● **Work item**: Every line with the string "engine" must be copied from the entries below.
□ □ □
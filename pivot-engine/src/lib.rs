//! FILENAME: pivot-engine/src/lib.rs
//! Pivot / cross-tab subsystem.
//!
//! This crate turns a row collection into a derived table whose rows are
//! row-field groupings and whose columns are value fields, optionally sliced
//! by column-field groupings. It depends on `engine` only for shared types
//! (Row, Column, AggregateAccumulator).
//!
//! Layers:
//! - `definition`: Serializable configuration (what the pivot IS)
//! - `cache`: Partitioned internal representation (HOW we compute)
//! - `view`: Derived rows and columns (WHAT we display)
//! - `engine`: Calculation engine (HOW we calculate)

pub mod definition;
pub mod cache;
pub mod view;
pub mod engine;

pub use definition::*;
pub use cache::*;
pub use view::*;
pub use crate::engine::{aggregate, available_fields, calculate_pivot, cell_value, drill_down, PivotCalculator};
□ □ □
● **Your response**:
filename pivot-engine/src/lib.rs
//! FILENAME: pivot-engine/src/lib.rs
//! by column-field groupings. It depends on `engine` only for shared types
//! - `engine`: Calculation engine (HOW we calculate)
pub mod engine;
pub use crate::engine::{aggregate, available_fields, calculate_pivot, cell_value, drill_down, PivotCalculator};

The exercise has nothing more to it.